Lo importante fue lo simbólico: el pueblo volvió a mirarse al espejo y reconocerse. Entendió que no necesita ayuda externa para recomponer su casa. Que la dignidad no viene en camiones de USAID ni en fondos de la Unión Europea. Que la verdadera reconstrucción es desde el suelo. Desde el polvo.

Este acto colectivo fue un acto de desobediencia civil al pesimismo. Un “¡sí se puede!” en versión africana, sin caricatura ni condescendencia. Y eso incomoda. Porque si Burkina Faso puede hacerlo, ¿por qué no los demás?

Ibrahim Taoré, no sólo limpió basura. Limpió la resignación. El discurso de que “en África nada funciona”. Que “hay que esperar a que vengan de afuera a arreglar lo que está roto”. Limpió la propaganda colonial que aún persiste, esa que reduce a los pueblos africanos a víctimas eternas, incapaces de actuar sin tutela. Limpió, además, la división. Participaron todos: mujeres, jóvenes, militares, creyentes, campesinos. Todos barrían juntos. Nadie daba órdenes. Nadie cobraba. No era show. Era necesidad. Y esa unión fue el golpe más fuerte. Porque lo que construye hegemonía no es la fuerza bruta, sino la creencia compartida. Y durante una semana, Burkina Faso creyó en sí misma.

Ibrahim Traoré no se limitó a aplaudir desde el palco. Transformó la experiencia en política. Institucionalizó un Día Nacional de Limpieza cada primer sábado del mes. Lanzó programas de participación ciudadana, empujó a las universidades a integrar módulos de civismo, y sentó a campesinos, soldados y estudiantes a planificar juntos el país que quieren.

Eso también incomoda. Porque rompe el molde del caudillo. No busca perpetuar el poder. Busca distribuirlo. Cuidado con eso: cuando el pueblo prueba el sabor de la autonomía, es difícil que vuelva al menú de la dependencia. El de las ONGs parasitarias, que lucran con la miseria y temen que los pueblos aprendan a organizarse sin ellas, el de los gobiernos neoliberales, que promueven la apatía como forma de control, el de las potencias imperialistas, que necesitan pueblos desarticulados para poder explotar sus recursos. Burkina Faso dio un golpe al corazón de esas estructuras. Y por eso, casi ningún medio occidental lo celebró como debía. Porque no encaja en su narrativa. Porque es incómodo. Porque es un espejo.

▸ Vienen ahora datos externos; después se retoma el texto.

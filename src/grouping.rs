//! Grouping of raw point events by device.

use crate::error::{GeometryError, Result};
use crate::types::{EntityPointSet, PointEvent};
use tracing::debug;

/// Groups events by `entity_id`.
///
/// Events are consumed newest-first: the input is walked in reverse, so both
/// the entity order and each entity's point order are the reverse of arrival
/// order. Counting does not depend on this order.
///
/// Fails on the first event with a non-finite coordinate or an empty entity id.
pub fn group(points: &[PointEvent]) -> Result<EntityPointSet> {
    let mut grouped = EntityPointSet::new();

    for (index, event) in points.iter().enumerate().rev() {
        if !event.longitude.is_finite() || !event.latitude.is_finite() {
            return Err(GeometryError::NonFiniteCoordinate {
                index,
                x: event.longitude,
                y: event.latitude,
            });
        }
        if event.entity_id.is_empty() {
            return Err(GeometryError::MissingEntityId { index });
        }
        grouped.push(&event.entity_id, event.coord());
    }

    debug!(
        events = points.len(),
        entities = grouped.len(),
        "grouped point events"
    );
    Ok(grouped)
}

¿Y si la revolución empieza con una escoba? No se necesita una vanguardia armada para iniciar un cambio radical. A veces, basta con que la dignidad se vuelva contagiosa. Eso fue lo que ocurrió en Burkina Faso. Y esa llama, si se propaga, puede incendiar la apatía global.

Este fue un ensayo de poder popular. Un recordatorio de que cuando el pueblo se convierte en sujeto de la historia, nada puede detenerlo.

Así que no subestimes a quienes barren. Porque tal vez, sin saberlo, están preparando el terreno para otra forma de gobernar. Una donde la limpieza no es cosmética, sino estructural.